(Task to complete)
Give back every record exactly as it reads.

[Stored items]

"""

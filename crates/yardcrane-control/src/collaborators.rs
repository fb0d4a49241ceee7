//! Interfaces to systems outside the supervisor.

use std::collections::HashSet;
use std::sync::Arc;

use yardcrane_core::{HolderId, ItemId, OrderId};
use yardcrane_store::{Shipment, Store};

use crate::error::{ControlError, Result};

/// Decides which workstations may take manual control.
pub trait Authorizer: Send + Sync {
    /// Returns true if `holder` may hold the control token.
    fn is_permitted(&self, holder: &HolderId) -> bool;
}

/// Permits every holder.
#[derive(Debug, Clone, Copy, Default)]
pub struct AllowAll;

impl Authorizer for AllowAll {
    fn is_permitted(&self, _holder: &HolderId) -> bool {
        true
    }
}

/// Permits a fixed set of holders.
#[derive(Debug, Clone, Default)]
pub struct AllowList {
    holders: HashSet<HolderId>,
}

impl AllowList {
    /// Create an allow list.
    #[must_use]
    pub fn new(holders: impl IntoIterator<Item = HolderId>) -> Self {
        Self {
            holders: holders.into_iter().collect(),
        }
    }
}

impl Authorizer for AllowList {
    fn is_permitted(&self, holder: &HolderId) -> bool {
        self.holders.contains(holder)
    }
}

/// Creates the outgoing shipment at the end of a loading session.
pub trait ShipmentService: Send + Sync {
    /// Create a shipment for `order_id` holding `items`.
    ///
    /// # Errors
    ///
    /// Returns `ControlError::Shipment` if the shipment cannot be recorded.
    fn create_shipment(
        &self,
        order_id: &OrderId,
        destination: &str,
        items: &[ItemId],
    ) -> Result<Shipment>;
}

/// Records shipments in the supervisor's [`Store`].
pub struct StoreShipmentService {
    store: Arc<dyn Store>,
}

impl StoreShipmentService {
    /// Create a shipment service backed by `store`.
    #[must_use]
    pub fn new(store: Arc<dyn Store>) -> Self {
        Self { store }
    }
}

impl ShipmentService for StoreShipmentService {
    fn create_shipment(
        &self,
        order_id: &OrderId,
        destination: &str,
        items: &[ItemId],
    ) -> Result<Shipment> {
        self.store
            .insert_shipment(order_id, destination, items)
            .map_err(|e| ControlError::Shipment(e.to_string()))
    }
}
//! Supervisor for a storage-yard overhead crane.
//!
//! This crate drives one crane through a [`MotionDriver`], drains a queue of
//! transport jobs, runs loading sessions for outgoing orders, arbitrates
//! manual control between workstations and pauses the crane whenever a door
//! of the fenced area opens.
//!
//! # Architecture
//!
//! ```text
//! ┌─────────────────────────────────────────────────────────────┐
//! │                    HTTP status surface                      │
//! └─────────────────────────────────────────────────────────────┘
//!                              │
//!                              ▼
//! ┌─────────────────────────────────────────────────────────────┐
//! │                    CraneControlService                      │
//! │  ┌─────────────┐ ┌─────────────┐ ┌─────────────────────┐    │
//! │  │    Job      │ │  Loading    │ │  Token / Interlock  │    │
//! │  │  Scheduler  │ │  Sequencer  │ │                     │    │
//! │  └─────────────┘ └─────────────┘ └─────────────────────┘    │
//! └─────────────────────────────────────────────────────────────┘
//!                              │
//!               ┌──────────────┼──────────────┐
//!               ▼              ▼              ▼
//!        ┌──────────┐   ┌──────────┐   ┌──────────┐
//!        │  Store   │   │  Device  │   │  Motion  │
//!        │ (memory) │   │  Lease   │   │  Driver  │
//!        └──────────┘   └──────────┘   └──────────┘
//! ```
//!
//! # Usage
//!
//! ```no_run
//! use std::sync::Arc;
//! use yardcrane_control::{
//!     AllowAll, Crane, CraneConfig, CraneControl, CraneControlService, CraneRuntime,
//!     EnqueueJobRequest, SimulatedDriver, StoreShipmentService,
//! };
//! use yardcrane_core::{ItemId, LocationId};
//! use yardcrane_store::MemoryStore;
//!
//! # async fn example() -> Result<(), Box<dyn std::error::Error>> {
//! let config = CraneConfig::load()?;
//! let store = Arc::new(MemoryStore::new());
//! let driver = Arc::new(SimulatedDriver::new(config.driver.clone()));
//!
//! let crane = Crane::new(
//!     config,
//!     store.clone(),
//!     driver,
//!     Arc::new(AllowAll),
//!     Arc::new(StoreShipmentService::new(store)),
//! );
//! let runtime = CraneRuntime::start(crane.clone());
//! let control = CraneControlService::new(crane);
//!
//! let request = EnqueueJobRequest::new(ItemId::new(1), LocationId::new(1), LocationId::new(2));
//! let job = control.enqueue_job(request).await?;
//! println!("Queued job {}", job.job_id);
//!
//! runtime.shutdown().await;
//! # Ok(())
//! # }
//! ```
//!
//! # Job Lifecycle
//!
//! - `Pending` → `InProgress` (dispatched), `Failed` or `Cancelled`
//! - `InProgress` → `PickedUp`, `Pending` (retry), `Failed` or `Cancelled`
//! - `PickedUp` → `Completed` or `Cancelled`
//!
//! See the [`lifecycle`] module for transition validation helpers.

#![forbid(unsafe_code)]
#![warn(missing_docs)]
#![warn(clippy::all)]
#![warn(clippy::pedantic)]

pub mod collaborators;
pub mod config;
pub mod driver;
pub mod error;
pub mod events;
pub mod interlock;
pub mod lease;
pub mod lifecycle;
pub mod runtime;
pub mod scheduler;
pub mod sequencer;
pub mod service;
pub mod token;
pub mod types;

#[cfg(test)]
mod testing;

pub use collaborators::{AllowAll, AllowList, Authorizer, ShipmentService, StoreShipmentService};
pub use config::CraneConfig;
pub use driver::{MotionCommand, MotionDriver, MotionState, SimulatedDriver};
pub use error::{ControlError, Result};
pub use events::{CraneEvent, EventBus, EventFilter, EventKind, Subscription};
pub use interlock::{SafetyAlarm, SafetyInterlock};
pub use lease::{DeviceLease, LeaseHolder};
pub use runtime::{Crane, CraneRuntime};
pub use scheduler::JobScheduler;
pub use sequencer::{LoadingPlan, LoadingProgress, LoadingSequencer};
pub use service::{CraneControl, CraneControlService};
pub use token::{ControlResult, ControlToken, TokenManager};
pub use types::{CraneStatus, EnqueueJobRequest};

// Re-export commonly used types from dependencies for convenience
pub use yardcrane_core::{HolderId, ItemId, JobId, LocationId, OperatorId, OrderId, SessionId};
pub use yardcrane_store::{JobStatus, MemoryStore, TransportJob};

"""

(Response for this exercise)
filename crates/yardcrane-control/src/collaborators.rs
repository fb0d4a49241ceee7
//! Interfaces to systems outside the supervisor.

use std::collections::HashSet;
use std::sync::Arc;

use yardcrane_core::{HolderId, ItemId, OrderId};
use yardcrane_store::{Shipment, Store};

use crate::error::{ControlError, Result};

/// Decides which workstations may take manual control.
pub trait Authorizer: Send + Sync {
    /// Returns true if `holder` may hold the control token.
    fn is_permitted(&self, holder: &HolderId) -> bool;
}

/// Permits every holder.
#[derive(Debug, Clone, Copy, Default)]
pub struct AllowAll;

impl Authorizer for AllowAll {
    fn is_permitted(&self, _holder: &HolderId) -> bool {
        true
    }
}

/// Permits a fixed set of holders.
#[derive(Debug, Clone, Default)]
pub struct AllowList {
    holders: HashSet<HolderId>,
}

impl AllowList {
    /// Create an allow list.
    #[must_use]
    pub fn new(holders: impl IntoIterator<Item = HolderId>) -> Self {
        Self {
            holders: holders.into_iter().collect(),
        }
    }
}

impl Authorizer for AllowList {
    fn is_permitted(&self, holder: &HolderId) -> bool {
        self.holders.contains(holder)
    }
}

/// Creates the outgoing shipment at the end of a loading session.
pub trait ShipmentService: Send + Sync {
    /// Create a shipment for `order_id` holding `items`.
    ///
    /// # Errors
    ///
    /// Returns `ControlError::Shipment` if the shipment cannot be recorded.
    fn create_shipment(
        &self,
        order_id: &OrderId,
        destination: &str,
        items: &[ItemId],
    ) -> Result<Shipment>;
}

/// Records shipments in the supervisor's [`Store`].
pub struct StoreShipmentService {
    store: Arc<dyn Store>,
}

impl StoreShipmentService {
    /// Create a shipment service backed by `store`.
    #[must_use]
    pub fn new(store: Arc<dyn Store>) -> Self {
        Self { store }
    }
}

impl ShipmentService for StoreShipmentService {
    fn create_shipment(
        &self,
        order_id: &OrderId,
        destination: &str,
        items: &[ItemId],
    ) -> Result<Shipment> {
        self.store
            .insert_shipment(order_id, destination, items)
            .map_err(|e| ControlError::Shipment(e.to_string()))
    }
}
//! Supervisor for a storage-yard overhead crane.
//!
//! This crate drives one crane through a [`MotionDriver`], drains a queue of
//! transport jobs, runs loading sessions for outgoing orders, arbitrates
//! manual control between workstations and pauses the crane whenever a door
//! of the fenced area opens.
//!
//! # Architecture
//!
//! ```text
//! ┌─────────────────────────────────────────────────────────────┐
//! │                    HTTP status surface                      │
//! └─────────────────────────────────────────────────────────────┘
//!                              │
//!                              ▼
//! ┌─────────────────────────────────────────────────────────────┐
//! │                    CraneControlService                      │
//! │  ┌─────────────┐ ┌─────────────┐ ┌─────────────────────┐    │
//! │  │    Job      │ │  Loading    │ │  Token / Interlock  │    │
//! │  │  Scheduler  │ │  Sequencer  │ │                     │    │
//! │  └─────────────┘ └─────────────┘ └─────────────────────┘    │
//! └─────────────────────────────────────────────────────────────┘
//!                              │
//!               ┌──────────────┼──────────────┐
//!               ▼              ▼              ▼
//!        ┌──────────┐   ┌──────────┐   ┌──────────┐
//!        │  Store   │   │  Device  │   │  Motion  │
//!        │ (memory) │   │  Lease   │   │  Driver  │
//!        └──────────┘   └──────────┘   └──────────┘
//! ```
//!
//! # Usage
//!
//! ```no_run
//! use std::sync::Arc;
//! use yardcrane_control::{
//!     AllowAll, Crane, CraneConfig, CraneControl, CraneControlService, CraneRuntime,
//!     EnqueueJobRequest, SimulatedDriver, StoreShipmentService,
//! };
//! use yardcrane_core::{ItemId, LocationId};
//! use yardcrane_store::MemoryStore;
//!
//! # async fn example() -> Result<(), Box<dyn std::error::Error>> {
//! let config = CraneConfig::load()?;
//! let store = Arc::new(MemoryStore::new());
//! let driver = Arc::new(SimulatedDriver::new(config.driver.clone()));
//!
//! let crane = Crane::new(
//!     config,
//!     store.clone(),
//!     driver,
//!     Arc::new(AllowAll),
//!     Arc::new(StoreShipmentService::new(store)),
//! );
//! let runtime = CraneRuntime::start(crane.clone());
//! let control = CraneControlService::new(crane);
//!
//! let request = EnqueueJobRequest::new(ItemId::new(1), LocationId::new(1), LocationId::new(2));
//! let job = control.enqueue_job(request).await?;
//! println!("Queued job {}", job.job_id);
//!
//! runtime.shutdown().await;
//! # Ok(())
//! # }
//! ```
//!
//! # Job Lifecycle
//!
//! - `Pending` → `InProgress` (dispatched), `Failed` or `Cancelled`
//! - `InProgress` → `PickedUp`, `Pending` (retry), `Failed` or `Cancelled`
//! - `PickedUp` → `Completed` or `Cancelled`
//!
//! See the [`lifecycle`] module for transition validation helpers.

#![forbid(unsafe_code)]
#![warn(missing_docs)]
#![warn(clippy::all)]
#![warn(clippy::pedantic)]

pub mod collaborators;
pub mod config;
pub mod driver;
pub mod error;
pub mod events;
pub mod interlock;
pub mod lease;
pub mod lifecycle;
pub mod runtime;
pub mod scheduler;
pub mod sequencer;
pub mod service;
pub mod token;
pub mod types;

#[cfg(test)]
mod testing;

pub use collaborators::{AllowAll, AllowList, Authorizer, ShipmentService, StoreShipmentService};
pub use config::CraneConfig;
pub use driver::{MotionCommand, MotionDriver, MotionState, SimulatedDriver};
pub use error::{ControlError, Result};
pub use events::{CraneEvent, EventBus, EventFilter, EventKind, Subscription};
pub use interlock::{SafetyAlarm, SafetyInterlock};
pub use lease::{DeviceLease, LeaseHolder};
pub use runtime::{Crane, CraneRuntime};
pub use scheduler::JobScheduler;
pub use sequencer::{LoadingPlan, LoadingProgress, LoadingSequencer};
pub use service::{CraneControl, CraneControlService};
pub use token::{ControlResult, ControlToken, TokenManager};
pub use types::{CraneStatus, EnqueueJobRequest};

// Re-export commonly used types from dependencies for convenience
pub use yardcrane_core::{HolderId, ItemId, JobId, LocationId, OperatorId, OrderId, SessionId};
pub use yardcrane_store::{JobStatus, MemoryStore, TransportJob};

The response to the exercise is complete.